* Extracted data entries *
-.-.-

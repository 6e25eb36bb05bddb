//! Channel-mix stage
//!
//! Mono/stereo conversion. Downmix averages all source channels; upmix
//! duplicates a mono channel. Already-matching layouts pass through
//! untouched.

use crate::audio::AudioBuffer;
use crate::error::{Error, Result};
use crate::stage::{ParamSpec, Stage, StageDefinition, StageOutput, StageParams};

pub struct ChannelMix;

impl Stage for ChannelMix {
    fn definition(&self) -> StageDefinition {
        StageDefinition {
            name: "channel-mix",
            params: vec![ParamSpec::required_choice(
                "mode",
                &["to_mono", "to_stereo"],
            )],
        }
    }

    fn transform(&self, input: &AudioBuffer, params: &StageParams) -> Result<StageOutput> {
        let mode = params.str("mode")?;

        match mode {
            "to_mono" => {
                if input.channels == 1 {
                    return Ok(input.clone().into());
                }
                let channels = input.channels as usize;
                let samples: Vec<f32> = input
                    .samples
                    .chunks_exact(channels)
                    .map(|frame| frame.iter().sum::<f32>() / channels as f32)
                    .collect();
                Ok(AudioBuffer::new(input.sample_rate, 1, samples).into())
            }
            "to_stereo" => match input.channels {
                2 => Ok(input.clone().into()),
                1 => {
                    let samples: Vec<f32> =
                        input.samples.iter().flat_map(|s| [*s, *s]).collect();
                    Ok(AudioBuffer::new(input.sample_rate, 2, samples).into())
                }
                n => Err(Error::StageFailed {
                    stage: "channel-mix".to_string(),
                    message: format!("cannot upmix {} channels to stereo", n),
                }),
            },
            other => Err(Error::StageFailed {
                stage: "channel-mix".to_string(),
                message: format!("unsupported mode '{}'", other),
            }),
        }
    }
}

#[cfg(test)]
mod tests {
    use super::*;
    use crate::stage::ParamValue;
    use std::collections::HashMap;

    fn params(mode: &str) -> StageParams {
        let mut values = HashMap::new();
        values.insert("mode".to_string(), ParamValue::Str(mode.to_string()));
        StageParams::new(values)
    }

    #[test]
    fn test_stereo_to_mono_averages() {
        let input = AudioBuffer::new(44100, 2, vec![0.2, 0.4, -0.6, -0.2]);
        let output = ChannelMix.transform(&input, &params("to_mono")).unwrap();
        assert_eq!(output.buffer.channels, 1);
        assert!((output.buffer.samples[0] - 0.3).abs() < 1e-6);
        assert!((output.buffer.samples[1] + 0.4).abs() < 1e-6);
    }

    #[test]
    fn test_mono_to_stereo_duplicates() {
        let input = AudioBuffer::new(44100, 1, vec![0.1, 0.2]);
        let output = ChannelMix.transform(&input, &params("to_stereo")).unwrap();
        assert_eq!(output.buffer.channels, 2);
        assert_eq!(output.buffer.samples, vec![0.1, 0.1, 0.2, 0.2]);
    }

    #[test]
    fn test_matching_layout_passthrough() {
        let input = AudioBuffer::new(44100, 1, vec![0.1, 0.2]);
        let output = ChannelMix.transform(&input, &params("to_mono")).unwrap();
        assert_eq!(output.buffer, input);
    }

    #[test]
    fn test_multichannel_upmix_fails() {
        let input = AudioBuffer::new(44100, 4, vec![0.1; 8]);
        let err = ChannelMix
            .transform(&input, &params("to_stereo"))
            .unwrap_err();
        assert!(matches!(err, Error::StageFailed { stage, .. } if stage == "channel-mix"));
    }

    #[test]
    fn test_quad_downmix() {
        let input = AudioBuffer::new(44100, 4, vec![0.4, 0.0, 0.4, 0.0]);
        let output = ChannelMix.transform(&input, &params("to_mono")).unwrap();
        assert_eq!(output.buffer.channels, 1);
        assert!((output.buffer.samples[0] - 0.2).abs() < 1e-6);
    }
}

-.-.-

* Task description *
Your answer should repeat every entry exactly.

* Solution to the problem *
repository 6e25eb36bb05bddb
//! Channel-mix stage
//!
//! Mono/stereo conversion. Downmix averages all source channels; upmix
//! duplicates a mono channel. Already-matching layouts pass through
//! untouched.

use crate::audio::AudioBuffer;
use crate::error::{Error, Result};
use crate::stage::{ParamSpec, Stage, StageDefinition, StageOutput, StageParams};

pub struct ChannelMix;

impl Stage for ChannelMix {
    fn definition(&self) -> StageDefinition {
        StageDefinition {
            name: "channel-mix",
            params: vec![ParamSpec::required_choice(
                "mode",
                &["to_mono", "to_stereo"],
            )],
        }
    }

    fn transform(&self, input: &AudioBuffer, params: &StageParams) -> Result<StageOutput> {
        let mode = params.str("mode")?;

        match mode {
            "to_mono" => {
                if input.channels == 1 {
                    return Ok(input.clone().into());
                }
                let channels = input.channels as usize;
                let samples: Vec<f32> = input
                    .samples
                    .chunks_exact(channels)
                    .map(|frame| frame.iter().sum::<f32>() / channels as f32)
                    .collect();
                Ok(AudioBuffer::new(input.sample_rate, 1, samples).into())
            }
            "to_stereo" => match input.channels {
                2 => Ok(input.clone().into()),
                1 => {
                    let samples: Vec<f32> =
                        input.samples.iter().flat_map(|s| [*s, *s]).collect();
                    Ok(AudioBuffer::new(input.sample_rate, 2, samples).into())
                }
                n => Err(Error::StageFailed {
                    stage: "channel-mix".to_string(),
                    message: format!("cannot upmix {} channels to stereo", n),
                }),
            },
            other => Err(Error::StageFailed {
                stage: "channel-mix".to_string(),
                message: format!("unsupported mode '{}'", other),
            }),
        }
    }
}

#[cfg(test)]
mod tests {
    use super::*;
    use crate::stage::ParamValue;
    use std::collections::HashMap;

    fn params(mode: &str) -> StageParams {
        let mut values = HashMap::new();
        values.insert("mode".to_string(), ParamValue::Str(mode.to_string()));
        StageParams::new(values)
    }

    #[test]
    fn test_stereo_to_mono_averages() {
        let input = AudioBuffer::new(44100, 2, vec![0.2, 0.4, -0.6, -0.2]);
        let output = ChannelMix.transform(&input, &params("to_mono")).unwrap();
        assert_eq!(output.buffer.channels, 1);
        assert!((output.buffer.samples[0] - 0.3).abs() < 1e-6);
        assert!((output.buffer.samples[1] + 0.4).abs() < 1e-6);
    }

    #[test]
    fn test_mono_to_stereo_duplicates() {
        let input = AudioBuffer::new(44100, 1, vec![0.1, 0.2]);
        let output = ChannelMix.transform(&input, &params("to_stereo")).unwrap();
        assert_eq!(output.buffer.channels, 2);
        assert_eq!(output.buffer.samples, vec![0.1, 0.1, 0.2, 0.2]);
    }

    #[test]
    fn test_matching_layout_passthrough() {
        let input = AudioBuffer::new(44100, 1, vec![0.1, 0.2]);
        let output = ChannelMix.transform(&input, &params("to_mono")).unwrap();
        assert_eq!(output.buffer, input);
    }

    #[test]
    fn test_multichannel_upmix_fails() {
        let input = AudioBuffer::new(44100, 4, vec![0.1; 8]);
        let err = ChannelMix
            .transform(&input, &params("to_stereo"))
            .unwrap_err();
        assert!(matches!(err, Error::StageFailed { stage, .. } if stage == "channel-mix"));
    }

    #[test]
    fn test_quad_downmix() {
        let input = AudioBuffer::new(44100, 4, vec![0.4, 0.0, 0.4, 0.0]);
        let output = ChannelMix.transform(&input, &params("to_mono")).unwrap();
        assert_eq!(output.buffer.channels, 1);
        assert!((output.buffer.samples[0] - 0.2).abs() < 1e-6);
    }
}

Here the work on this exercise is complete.